■ **INSTRUCTIONS FOR THE TASK**:
From the records below, pull each line that has "Clone".

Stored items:
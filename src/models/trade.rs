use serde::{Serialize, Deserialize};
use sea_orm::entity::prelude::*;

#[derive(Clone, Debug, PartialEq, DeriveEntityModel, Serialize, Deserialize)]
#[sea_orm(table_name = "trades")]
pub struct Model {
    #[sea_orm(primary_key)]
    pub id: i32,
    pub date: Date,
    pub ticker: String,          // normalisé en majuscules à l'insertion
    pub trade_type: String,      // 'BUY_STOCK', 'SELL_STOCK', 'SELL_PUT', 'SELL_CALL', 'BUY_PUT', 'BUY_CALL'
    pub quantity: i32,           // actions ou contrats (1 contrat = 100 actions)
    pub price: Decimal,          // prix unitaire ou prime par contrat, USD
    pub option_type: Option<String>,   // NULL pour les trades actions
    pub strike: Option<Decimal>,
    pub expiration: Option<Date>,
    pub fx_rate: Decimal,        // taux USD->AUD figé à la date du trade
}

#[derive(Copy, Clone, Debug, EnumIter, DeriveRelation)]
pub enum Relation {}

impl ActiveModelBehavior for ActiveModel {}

■ **ANSWER TO THIS PROBLEM**:
#[derive(Clone, Debug, PartialEq, DeriveEntityModel, Serialize, Deserialize)]
#[derive(Copy, Clone, Debug, EnumIter, DeriveRelation)]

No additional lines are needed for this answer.